Implementation Strategy: The Hybrid Approach
The rankingi.eu architecture doesn’t require choosing between WordPress convenience and hand-coded performance. Here’s how the hybrid model works:
WordPress for What It Does Best
- Content Management: Editors use WordPress’s familiar interface for creating and updating content
- Taxonomy and Navigation: Categories, tags, and site-wide navigation leverage WordPress’s built-in systems
- Plugin Ecosystem: Essential plugins for SEO, security, and functionality run through WordPress
- Theme Framework: Kadence provides the structural foundation and ensures consistency
Custom HTML for Performance-Critical Pages
- Landing Pages: High-value entry points use custom HTML templates for maximum performance
- Product Rankings: Core revenue-generating pages bypass page builders entirely
- Key Category Pages: Important category and pillar pages get the custom treatment
The Technical Bridge
Custom HTML integrates into WordPress through several methods:
Custom Page Templates: PHP templates that output specific HTML structures while maintaining WordPress header/footer consistency.
Shortcode Integration: For pages that need some Gutenberg content mixed with custom sections, shortcodes bridge the gap.
ACF Custom Fields: Advanced Custom Fields can provide editorial interfaces for custom HTML pages, giving content teams flexibility without page builder overhead.
Measuring Success: Real-World Results
The proof is in the metrics. Sites employing this hybrid architecture consistently achieve:
- Performance Scores: 90+ on Google PageSpeed Insights (mobile and desktop)
- Core Web Vitals: All three metrics in the “Good” range across 75%+ of page visits
- TTFB: Under 200ms with proper hosting and caching
- Total Blocking Time: Under 50ms on custom HTML pages
Beyond the numbers, there are practical benefits:
Reduced Hosting Costs: Lighter pages mean less server processing, lower bandwidth, and the ability to handle traffic spikes without expensive scaling.

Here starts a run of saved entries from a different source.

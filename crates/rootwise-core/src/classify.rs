//! Remote image classification client.

use async_trait::async_trait;
use reqwest::multipart::{Form, Part};
use reqwest::{Client, StatusCode};
use serde::{Deserialize, Serialize};
use tracing::{debug, info, warn};

use crate::error::{CoreError, CoreResult};
use crate::media::MediaCapture;

/// Label (and optional confidence) returned for one image.
#[derive(Debug, Clone, PartialEq, Serialize, Deserialize)]
pub struct ClassificationResult {
    pub label: String,
    pub confidence: Option<f64>,
}

impl ClassificationResult {
    pub fn new(label: impl Into<String>) -> Self {
        Self {
            label: label.into(),
            confidence: None,
        }
    }

    pub fn with_confidence(mut self, confidence: f64) -> Self {
        self.confidence = Some(confidence);
        self
    }
}

#[derive(Debug, Deserialize)]
struct ClassificationDto {
    #[serde(alias = "label")]
    class: Option<String>,
    confidence: Option<f64>,
}

/// Validate a classifier response body.
pub fn parse_classification(body: &[u8]) -> CoreResult<ClassificationResult> {
    let dto: ClassificationDto = serde_json::from_slice(body)
        .map_err(|e| CoreError::MalformedResponse(format!("classifier body: {e}")))?;
    let label = dto
        .class
        .map(|l| l.trim().to_string())
        .filter(|l| !l.is_empty())
        .ok_or_else(|| CoreError::MalformedResponse("classifier returned no class".into()))?;
    if let Some(c) = dto.confidence {
        if !(0.0..=1.0).contains(&c) {
            return Err(CoreError::MalformedResponse(format!(
                "confidence {c} outside [0, 1]"
            )));
        }
    }
    Ok(ClassificationResult {
        label,
        confidence: dto.confidence,
    })
}

/// Uploads a capture and returns its classification. Implementations do not
/// retry.
#[async_trait]
pub trait ClassificationClient: Send + Sync {
    async fn classify(&self, capture: &MediaCapture) -> CoreResult<ClassificationResult>;
}

/// Multipart POST to a fixed endpoint.
#[derive(Debug, Clone)]
pub struct HttpClassifier {
    url: String,
    http: Client,
}

impl HttpClassifier {
    pub fn new(url: impl Into<String>) -> Self {
        Self::with_client(url, Client::new())
    }

    pub fn with_client(url: impl Into<String>, http: Client) -> Self {
        Self {
            url: url.into(),
            http,
        }
    }

    pub fn url(&self) -> &str {
        &self.url
    }
}

#[async_trait]
impl ClassificationClient for HttpClassifier {
    async fn classify(&self, capture: &MediaCapture) -> CoreResult<ClassificationResult> {
        let bytes = capture.read().await?;
        let part = Part::bytes(bytes)
            .file_name(capture.filename().to_string())
            .mime_str(&capture.mime_type)
            .map_err(|e| CoreError::Validation(format!("invalid MIME type: {e}")))?;
        let form = Form::new().part("file", part);

        debug!(url = %self.url, uri = %capture.uri, "classifier upload");
        let response = self
            .http
            .post(&self.url)
            .header("Accept", "application/json")
            .multipart(form)
            .send()
            .await
            .map_err(|e| CoreError::Network(e.to_string()))?;

        let status = response.status();
        let body = response
            .bytes()
            .await
            .map_err(|e| CoreError::Network(e.to_string()))?;

        if !status.is_success() {
            warn!(status = status.as_u16(), "classifier rejected upload");
            return Err(CoreError::Server {
                status: status.as_u16(),
                reason: reason_text(status, &body),
            });
        }

        let result = parse_classification(&body)?;
        info!(label = %result.label, "image classified");
        Ok(result)
    }
}

fn reason_text(status: StatusCode, body: &[u8]) -> String {
    let text = String::from_utf8_lossy(body).trim().to_string();
    if text.is_empty() {
        status
            .canonical_reason()
            .unwrap_or("unknown status")
            .to_string()
    } else {
        text
    }
}
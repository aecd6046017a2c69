//! Read services: the user's plant records and the disease catalogue.
//!
//! Reads degrade a missing session to "no data" so read-only screens stay
//! usable while signed out.

use std::sync::Arc;

use rootwise_store::{DocumentStore, Query};
use tracing::{debug, warn};

use crate::config::AppConfig;
use crate::error::{degrade_auth, CoreResult};
use crate::models::{disease_fields, CareAdvice, Disease, PlantDetail, PlantRecord};
use crate::query::{PlantFilter, QueryParameters};
use crate::urls::StorageUrls;

/// Fetches plant records and catalogue entries.
#[derive(Clone)]
pub struct RecordService {
    documents: Arc<dyn DocumentStore>,
    records_collection: String,
    diseases_collection: String,
    bucket_id: String,
    catalogue_limit: usize,
    urls: StorageUrls,
}

impl RecordService {
    pub fn new(documents: Arc<dyn DocumentStore>, config: &AppConfig) -> Self {
        Self {
            documents,
            records_collection: config.records_collection.clone(),
            diseases_collection: config.diseases_collection.clone(),
            bucket_id: config.bucket_id.clone(),
            catalogue_limit: config.catalogue_limit,
            urls: StorageUrls::new(&config.endpoint, &config.project_id),
        }
    }

    /// Records matching `params`, newest first unless `params` says otherwise.
    /// Parameters without an owner yield nothing.
    pub async fn list_records(&self, params: &QueryParameters) -> CoreResult<Vec<PlantRecord>> {
        if params.owner.is_none() {
            return Ok(Vec::new());
        }
        degrade_auth(self.fetch_records(params).await)
    }

    /// Distinct plant names of an owner, most recently recorded first.
    pub async fn unique_plant_names(&self, owner: &str) -> CoreResult<Vec<String>> {
        let records = self
            .list_records(&QueryParameters::records(owner, PlantFilter::All))
            .await?;
        let mut names: Vec<String> = Vec::new();
        for record in records {
            if !names.contains(&record.plant_name) {
                names.push(record.plant_name);
            }
        }
        Ok(names)
    }

    /// One record with its image URL and care advice.
    ///
    /// A failed catalogue lookup degrades the advice to `Unknown`.
    pub async fn plant_detail(&self, record_id: &str) -> CoreResult<Option<PlantDetail>> {
        let doc = match self.documents.get(&self.records_collection, record_id).await {
            Ok(doc) => doc,
            Err(err) if err.is_unauthorized() => {
                warn!(record_id, "record read without session");
                return Ok(None);
            }
            Err(err) => return Err(err.into()),
        };
        let record = PlantRecord::try_from(doc)?;

        let cure = match self.cure_for(&record.disease).await {
            Ok(cure) => cure,
            Err(err) => {
                warn!(disease = %record.disease, error = %err, "catalogue lookup failed");
                None
            }
        };
        let advice = CareAdvice::for_label(&record.disease, cure.as_deref());
        let image_url = self.image_url(&record.blob_id);
        Ok(Some(PlantDetail {
            record,
            image_url,
            advice,
        }))
    }

    /// Catalogue ordered by name, narrowed by non-blank search text.
    pub async fn search_diseases(&self, text: &str) -> CoreResult<Vec<Disease>> {
        self.catalogue(&QueryParameters::catalogue_capped(text, self.catalogue_limit))
            .await
    }

    pub async fn latest_diseases(&self) -> CoreResult<Vec<Disease>> {
        self.catalogue(&QueryParameters::latest_diseases()).await
    }

    /// Catalogue entries matching `params`.
    pub async fn catalogue(&self, params: &QueryParameters) -> CoreResult<Vec<Disease>> {
        degrade_auth(self.fetch_diseases(params).await)
    }

    /// One catalogue entry. `NotFound` propagates.
    pub async fn disease(&self, id: &str) -> CoreResult<Disease> {
        let doc = self.documents.get(&self.diseases_collection, id).await?;
        Disease::try_from(doc)
    }

    /// View URL of a stored record image.
    pub fn image_url(&self, blob_id: &str) -> String {
        self.urls.file_view(&self.bucket_id, blob_id)
    }

    async fn fetch_records(&self, params: &QueryParameters) -> CoreResult<Vec<PlantRecord>> {
        let docs = self
            .documents
            .list(&self.records_collection, &params.to_queries())
            .await?;
        docs.into_iter().map(PlantRecord::try_from).collect()
    }

    async fn fetch_diseases(&self, params: &QueryParameters) -> CoreResult<Vec<Disease>> {
        let docs = self
            .documents
            .list(&self.diseases_collection, &params.to_queries())
            .await?;
        docs.into_iter().map(Disease::try_from).collect()
    }

    async fn cure_for(&self, label: &str) -> CoreResult<Option<String>> {
        let queries = [Query::equal(disease_fields::NAME, label), Query::limit(1)];
        let docs = self.documents.list(&self.diseases_collection, &queries).await?;
        debug!(label, matches = docs.len(), "catalogue lookup");
        match docs.into_iter().next() {
            Some(doc) => Ok(Disease::try_from(doc)?.cure),
            None => Ok(None),
        }
    }
}

impl std::fmt::Debug for RecordService {
    fn fmt(&self, f: &mut std::fmt::Formatter<'_>) -> std::fmt::Result {
        f.debug_struct("RecordService")
            .field("records_collection", &self.records_collection)
            .field("diseases_collection", &self.diseases_collection)
            .finish()
    }
}
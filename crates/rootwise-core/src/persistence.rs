//! Blob and record writes for a classified plant.
//!
//! The two writes are independent calls; ordering and compensation are the
//! caller's decision (see `pipeline`).

use std::sync::Arc;

use rootwise_store::{BlobStore, DocumentStore, NewDocumentId, UserIdentity};
use serde_json::{Map, Value};
use tracing::{debug, info};

use crate::classify::ClassificationResult;
use crate::error::{CoreError, CoreResult};
use crate::media::MediaCapture;
use crate::models::{record_fields, PlantRecord};
use crate::obs;

/// Stateless writer for plant records and their images.
#[derive(Clone)]
pub struct PersistenceClient {
    documents: Arc<dyn DocumentStore>,
    blobs: Arc<dyn BlobStore>,
    collection: String,
    bucket: String,
}

impl PersistenceClient {
    pub fn new(
        documents: Arc<dyn DocumentStore>,
        blobs: Arc<dyn BlobStore>,
        collection: impl Into<String>,
        bucket: impl Into<String>,
    ) -> Self {
        Self {
            documents,
            blobs,
            collection: collection.into(),
            bucket: bucket.into(),
        }
    }

    pub fn bucket(&self) -> &str {
        &self.bucket
    }

    /// Store the capture's bytes under a fresh id and return that id.
    pub async fn upload_blob(&self, capture: &MediaCapture) -> CoreResult<String> {
        let upload = capture.to_upload().await?;
        let id = uuid::Uuid::new_v4().simple().to_string();
        let blob_id = self
            .blobs
            .put(&self.bucket, &id, upload)
            .await
            .map_err(CoreError::from_write)?;
        debug!(blob_id = %blob_id, bucket = %self.bucket, "blob uploaded");
        Ok(blob_id)
    }

    /// Create the record linking owner, plant name, label and blob.
    pub async fn create_record(
        &self,
        owner: &UserIdentity,
        plant_name: &str,
        classification: &ClassificationResult,
        blob_id: &str,
    ) -> CoreResult<PlantRecord> {
        let plant_name = plant_name.trim();
        if plant_name.is_empty() {
            return Err(CoreError::Validation("Please enter a plant name".into()));
        }
        let mut fields = Map::new();
        fields.insert(record_fields::OWNER.into(), Value::from(owner.email.as_str()));
        fields.insert(record_fields::DISEASE.into(), Value::from(classification.label.as_str()));
        fields.insert(record_fields::PLANT_NAME.into(), Value::from(plant_name));
        fields.insert(record_fields::IMAGE.into(), Value::from(blob_id));

        let doc = self
            .documents
            .create(&self.collection, NewDocumentId::Unique, fields)
            .await
            .map_err(CoreError::from_write)?;
        let record = PlantRecord::try_from(doc)?;
        info!(record_id = %record.id, plant = %record.plant_name, "plant record created");
        Ok(record)
    }

    /// Remove a blob that no record references. Failures are logged and
    /// returned.
    pub async fn delete_blob(&self, blob_id: &str) -> CoreResult<()> {
        let result = self.blobs.delete(&self.bucket, blob_id).await;
        match &result {
            Ok(()) => obs::emit_orphan_cleanup(blob_id, None),
            Err(err) => obs::emit_orphan_cleanup(blob_id, Some(&err.to_string())),
        }
        result.map_err(CoreError::from_write)
    }
}

impl std::fmt::Debug for PersistenceClient {
    fn fmt(&self, f: &mut std::fmt::Formatter<'_>) -> std::fmt::Result {
        f.debug_struct("PersistenceClient")
            .field("collection", &self.collection)
            .field("bucket", &self.bucket)
            .finish()
    }
}
//! Profile avatar stored as a per-user preference.

use std::sync::Arc;

use rootwise_store::{PreferenceStore, SessionService};
use tracing::{info, warn};

use crate::error::{CoreError, CoreResult};
use crate::media::MediaSource;
use crate::persistence::PersistenceClient;
use crate::urls::{blob_id_from_url, StorageUrls};

/// Preference key holding the avatar URL.
pub const AVATAR_PREF: &str = "imageUrl";

/// Reads and replaces the signed-in user's avatar.
#[derive(Clone)]
pub struct AvatarService {
    session: Arc<dyn SessionService>,
    preferences: Arc<dyn PreferenceStore>,
    persistence: PersistenceClient,
    urls: StorageUrls,
}

impl AvatarService {
    pub fn new(
        session: Arc<dyn SessionService>,
        preferences: Arc<dyn PreferenceStore>,
        persistence: PersistenceClient,
        urls: StorageUrls,
    ) -> Self {
        Self {
            session,
            preferences,
            persistence,
            urls,
        }
    }

    /// Avatar URL, or `None` when signed out or unset.
    pub async fn current_avatar(&self) -> CoreResult<Option<String>> {
        if !self.session.is_authenticated().await {
            return Ok(None);
        }
        match self.preferences.get(AVATAR_PREF).await {
            Ok(url) => Ok(url.filter(|u| !u.is_empty())),
            Err(err) if err.is_unauthorized() => Ok(None),
            Err(err) => Err(err.into()),
        }
    }

    /// Store `new_url`, deleting the blob behind a non-empty `old_url` first.
    ///
    /// A failed delete aborts the update; the preference keeps the old URL.
    pub async fn update_avatar(&self, new_url: &str, old_url: Option<&str>) -> CoreResult<()> {
        if !self.session.is_authenticated().await {
            return Err(CoreError::Auth("sign in to change your avatar".into()));
        }
        if let Some(old_blob) = old_url.and_then(blob_id_from_url) {
            if let Err(err) = self.persistence.delete_blob(old_blob).await {
                warn!(blob_id = old_blob, error = %err, "old avatar not deleted, keeping it");
                return Err(err);
            }
        }
        self.preferences
            .set(AVATAR_PREF, new_url)
            .await
            .map_err(CoreError::from_write)?;
        info!("avatar updated");
        Ok(())
    }

    /// Pick an image, upload it and make it the avatar.
    ///
    /// Returns the new URL, or `None` when the user cancelled.
    pub async fn replace_avatar(
        &self,
        source: &MediaSource,
        old_url: Option<&str>,
    ) -> CoreResult<Option<String>> {
        if !self.session.is_authenticated().await {
            return Err(CoreError::Auth("sign in to change your avatar".into()));
        }
        let Some(capture) = source.acquire().await? else {
            return Ok(None);
        };
        let blob_id = self.persistence.upload_blob(&capture).await?;
        let url = self.urls.file_view(self.persistence.bucket(), &blob_id);
        if let Err(err) = self.update_avatar(&url, old_url).await {
            // The upload is unreferenced; the outcome is logged by delete_blob.
            let _ = self.persistence.delete_blob(&blob_id).await;
            return Err(err);
        }
        Ok(Some(url))
    }
}

impl std::fmt::Debug for AvatarService {
    fn fmt(&self, f: &mut std::fmt::Formatter<'_>) -> std::fmt::Result {
        f.debug_struct("AvatarService").field("urls", &self.urls).finish()
    }
}
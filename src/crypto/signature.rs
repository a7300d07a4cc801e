//! Detached signatures over raw message bytes.
//!
//! Signatures are v4 `Binary` signatures made with the entity's primary
//! secret key, armored as `PGP SIGNATURE`. Verification returns
//! [`PgpError::VerificationFailed`] for a signature that does not match the
//! message or key, so callers can tell a rejected signature apart from input
//! that could not be parsed at all.

use crate::armor::{self, ArmorType};
use crate::crypto::entity::Entity;
use crate::error::{PgpError, Result};
use crate::packet::{decode_first, DecodedPacket};
use crate::validation::Validator;
use chrono::{SubsecRound, Utc};
use pgp::composed::StandaloneSignature;
use pgp::packet::{self, SignatureConfig, SignatureType, Subpacket, SubpacketData};
use pgp::types::{KeyVersion, PublicKeyTrait};
use tracing::{debug, warn};

/// Anything that can supply the public key a signature is checked against
pub trait VerificationKey {
    /// The primary public key
    fn verification_key(&self) -> &packet::PublicKey;
}

impl VerificationKey for Entity {
    fn verification_key(&self) -> &packet::PublicKey {
        self.primary_key()
    }
}

impl VerificationKey for packet::PublicKey {
    fn verification_key(&self) -> &packet::PublicKey {
        self
    }
}

/// Signs a message with an entity's private key
///
/// # Arguments
/// * `signer` - The signing entity; must carry a private key
/// * `message` - The bytes to sign
///
/// # Returns
/// An ASCII armored detached signature
///
/// # Examples
/// ```rust,no_run
/// use pgpwrap::crypto::{get_entity, sign_message, EntityConfig};
/// # fn main() -> Result<(), Box<dyn std::error::Error>> {
/// let public = std::fs::read("alice.pub.asc")?;
/// let private = std::fs::read("alice.sec.asc")?;
/// let alice = get_entity(&public, Some(&private), &EntityConfig::default())?;
/// let signature = sign_message(&alice, b"hello world")?;
/// assert!(signature.starts_with("-----BEGIN PGP SIGNATURE-----"));
/// # Ok(())
/// # }
/// ```
pub fn sign_message(signer: &Entity, message: &[u8]) -> Result<String> {
    Validator::validate_message_size(message)?;

    let secret_key = signer.private_key().ok_or(PgpError::MissingPrivateKey)?;
    if secret_key.version() != KeyVersion::V4 {
        return Err(PgpError::signing(format!(
            "Unsupported key version {:?}, only v4 keys can sign",
            secret_key.version()
        )));
    }

    let mut config = SignatureConfig::v4(
        SignatureType::Binary,
        secret_key.algorithm(),
        signer.config().hash_algorithm,
    );
    config.hashed_subpackets = vec![
        Subpacket::regular(SubpacketData::SignatureCreationTime(
            Utc::now().trunc_subsecs(0),
        )),
        Subpacket::regular(SubpacketData::IssuerFingerprint(secret_key.fingerprint())),
    ];
    config.unhashed_subpackets = vec![Subpacket::regular(SubpacketData::Issuer(
        secret_key.key_id(),
    ))];

    let signature = config
        .sign(secret_key, String::new, message)
        .map_err(PgpError::signing)?;

    debug!(
        key_id = ?secret_key.key_id(),
        message_len = message.len(),
        "Created detached signature"
    );

    StandaloneSignature::new(signature)
        .to_armored_string(Default::default())
        .map_err(PgpError::armor)
}

/// Verifies a detached armored signature over a message
///
/// # Arguments
/// * `key` - An [`Entity`] or a bare public key packet
/// * `message` - The signed bytes
/// * `armored_signature` - A `PGP SIGNATURE` block
///
/// # Returns
/// `Ok(())` if the signature matches; `VerificationFailed` if it does not
///
/// # Examples
/// ```rust,no_run
/// use pgpwrap::crypto::{parse_public_key, verify_signature};
/// # fn main() -> Result<(), Box<dyn std::error::Error>> {
/// let key = parse_public_key(&std::fs::read("alice.pub.asc")?)?;
/// let signature = std::fs::read("message.sig")?;
/// verify_signature(&key, b"hello world", &signature)?;
/// # Ok(())
/// # }
/// ```
pub fn verify_signature<K: VerificationKey + ?Sized>(
    key: &K,
    message: &[u8],
    armored_signature: &[u8],
) -> Result<()> {
    Validator::validate_signature_size(armored_signature)?;
    let body = armor::decode_expecting(armored_signature, ArmorType::Signature)?;

    let signature = match decode_first(&body).map_err(PgpError::signature_parse)? {
        Some(DecodedPacket::Signature(signature)) => signature,
        Some(other) => {
            return Err(PgpError::signature_parse(format!(
                "Expected a signature packet, found {}",
                other.kind()
            )))
        }
        None => return Err(PgpError::signature_parse("Signature block is empty")),
    };

    let public_key = key.verification_key();
    signature.verify(public_key, message).map_err(|e| {
        warn!(key_id = ?public_key.key_id(), error = %e, "Signature verification failed");
        PgpError::verification_failed(e)
    })?;

    debug!(key_id = ?public_key.key_id(), "Signature verified");
    Ok(())
}
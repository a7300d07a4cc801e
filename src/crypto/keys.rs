//! Key parsing and RSA key pair generation.
//!
//! Key blocks are identified by their armor header and their leading packet.
//! Anything after the first packet (user ids, subkeys, self-signatures) is
//! ignored; the entity layer synthesizes what it needs.

use crate::armor::{self, ArmorType};
use crate::crypto::entity::UserIdentity;
use crate::crypto::EntityConfig;
use crate::error::{PgpError, Result};
use crate::packet::{decode_first, DecodedPacket};
use crate::validation::Validator;
use pgp::composed::{
    KeyType, SecretKeyParamsBuilder, SignedPublicKey, SignedSecretKey, SubkeyParamsBuilder,
};
use pgp::packet;
use pgp::types::PublicKeyTrait;
use rand::{CryptoRng, RngCore};
use smallvec::smallvec;
use std::time::Duration;
use tracing::{debug, info};
use zeroize::{Zeroize, ZeroizeOnDrop};

/// A freshly generated key pair, both halves ASCII armored.
///
/// Both strings are wiped when the pair is dropped.
#[derive(Debug, Clone, PartialEq, Eq, Zeroize, ZeroizeOnDrop)]
pub struct ArmoredKeyPair {
    /// `PGP PUBLIC KEY BLOCK`
    pub public_key: String,
    /// `PGP PRIVATE KEY BLOCK`, not passphrase protected
    pub private_key: String,
}

/// Parses an armored public key block into its primary public key packet.
///
/// # Arguments
/// * `armored` - A `PGP PUBLIC KEY BLOCK`
///
/// # Returns
/// The primary key packet, or `InvalidBlockType` / `InvalidKeyData`
///
/// # Examples
/// ```rust,no_run
/// use pgpwrap::crypto::parse_public_key;
/// # fn main() -> Result<(), Box<dyn std::error::Error>> {
/// let armored = std::fs::read("alice.pub.asc")?;
/// let key = parse_public_key(&armored)?;
/// # Ok(())
/// # }
/// ```
pub fn parse_public_key(armored: &[u8]) -> Result<packet::PublicKey> {
    Validator::validate_key_size(armored)?;
    let body = armor::decode_expecting(armored, ArmorType::PublicKey)?;

    match decode_first(&body).map_err(PgpError::invalid_key_data)? {
        Some(DecodedPacket::PublicKey(key)) => Ok(key),
        Some(other) => Err(PgpError::invalid_key_data(format!(
            "Expected a public key packet, found {}",
            other.kind()
        ))),
        None => Err(PgpError::invalid_key_data("Public key block is empty")),
    }
}

/// Parses an armored private key block into its primary secret key packet.
///
/// The secret key must not be passphrase protected for decrypt and sign to
/// use it.
pub fn parse_private_key(armored: &[u8]) -> Result<packet::SecretKey> {
    Validator::validate_key_size(armored)?;
    let body = armor::decode_expecting(armored, ArmorType::PrivateKey)?;

    match decode_first(&body).map_err(PgpError::invalid_key_data)? {
        Some(DecodedPacket::PrivateKey(key)) => Ok(key),
        Some(other) => Err(PgpError::invalid_key_data(format!(
            "Expected a secret key packet, found {}",
            other.kind()
        ))),
        None => Err(PgpError::invalid_key_data("Private key block is empty")),
    }
}

/// Generates an RSA key pair for the given identity.
///
/// The primary key may certify and sign. A single RSA subkey is created for
/// encryption and expires after `config.subkey_lifetime_secs`. The
/// self-signature records `config.cipher_algorithm`, `config.hash_algorithm`
/// and `config.compression_algorithm` as preferences.
///
/// # Examples
/// ```rust,no_run
/// use pgpwrap::crypto::{generate_key_pair, EntityConfig, UserIdentity};
/// use rand::rngs::OsRng;
/// # fn main() -> Result<(), Box<dyn std::error::Error>> {
/// let identity = UserIdentity::new("Alice", "", "alice@example.com");
/// let pair = generate_key_pair(&identity, &EntityConfig::default(), &mut OsRng)?;
/// assert!(pair.public_key.starts_with("-----BEGIN PGP PUBLIC KEY BLOCK-----"));
/// # Ok(())
/// # }
/// ```
pub fn generate_key_pair<R: CryptoRng + RngCore>(
    identity: &UserIdentity,
    config: &EntityConfig,
    rng: &mut R,
) -> Result<ArmoredKeyPair> {
    Validator::validate_entity_config(config)?;
    Validator::validate_rsa_bits(config.rsa_bits)?;
    if identity.is_empty() {
        return Err(PgpError::validation(
            "Key generation requires a name, comment or email",
        ));
    }
    Validator::validate_user_identity(identity)?;

    let user_id = identity.user_id();
    info!(user_id = %user_id, rsa_bits = config.rsa_bits, "Generating RSA key pair");

    let subkey = SubkeyParamsBuilder::default()
        .key_type(KeyType::Rsa(config.rsa_bits))
        .can_encrypt(true)
        .expiration(Some(Duration::from_secs(u64::from(
            config.subkey_lifetime_secs,
        ))))
        .build()
        .map_err(PgpError::key_generation)?;

    let params = SecretKeyParamsBuilder::default()
        .key_type(KeyType::Rsa(config.rsa_bits))
        .can_certify(true)
        .can_sign(true)
        .primary_user_id(user_id)
        .preferred_symmetric_algorithms(smallvec![config.cipher_algorithm])
        .preferred_hash_algorithms(smallvec![config.hash_algorithm])
        .preferred_compression_algorithms(smallvec![config.compression_algorithm])
        .subkeys(vec![subkey])
        .build()
        .map_err(PgpError::key_generation)?;

    let secret_key = params
        .generate(&mut *rng)
        .map_err(PgpError::key_generation)?;
    let signed_secret_key: SignedSecretKey = secret_key
        .sign(&mut *rng, String::new)
        .map_err(PgpError::key_generation)?;
    let signed_public_key = SignedPublicKey::from(signed_secret_key.clone());

    debug!(key_id = ?signed_secret_key.key_id(), "Self-signed generated key");

    let public_key = signed_public_key
        .to_armored_string(Default::default())
        .map_err(PgpError::armor)?;
    let private_key = signed_secret_key
        .to_armored_string(Default::default())
        .map_err(PgpError::armor)?;

    Ok(ArmoredKeyPair {
        public_key,
        private_key,
    })
}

Faster Development: Once the custom HTML patterns are established, creating new landing pages becomes faster than wrestling with page builder quirks.
Future-Proof Architecture: As Core Web Vitals thresholds tighten and AI systems become more sophisticated, clean HTML provides a stable foundation for whatever comes next.
The Practical Takeaway
The rankingi.eu case study demonstrates that you don’t need to abandon WordPress to achieve exceptional page speed. The key insights:
- Theme Selection Matters: Kadence (or similar performance-focused themes) provides a solid foundation. The days of choosing themes purely for aesthetics are over.
- Page Builders Are Optional: For your most important pages, custom HTML delivers performance that page builders simply cannot match. Learn the basics of HTML/CSS or work with developers who can.
- Hybrid Is Pragmatic: Use WordPress where it adds value (content management, taxonomy, plugins) and bypass it where it creates friction (page-level performance).
- Measure Relentlessly: Core Web Vitals data in Google Search Console tells you exactly where performance issues exist. Fix the pages that matter most first.
- Think Beyond Rankings: Fast pages convert better, reduce bounce rates, and create better user experiences. Core Web Vitals optimization pays dividends beyond SEO.
The hybrid WordPress/custom HTML architecture isn’t just a technical curiosity—it’s a competitive advantage. While competitors fight with page builder bloat and chase performance scores they’ll never achieve, sites like rankingi.eu demonstrate that exceptional Core Web Vitals on WordPress aren’t just possible—they’re a strategic choice that compounds over time.
The performance advantages described in this case study reflect architectural principles applied at rankingi.eu. Individual results depend on implementation quality, hosting infrastructure, and content characteristics. Always measure your own Core Web Vitals data to validate optimization efforts.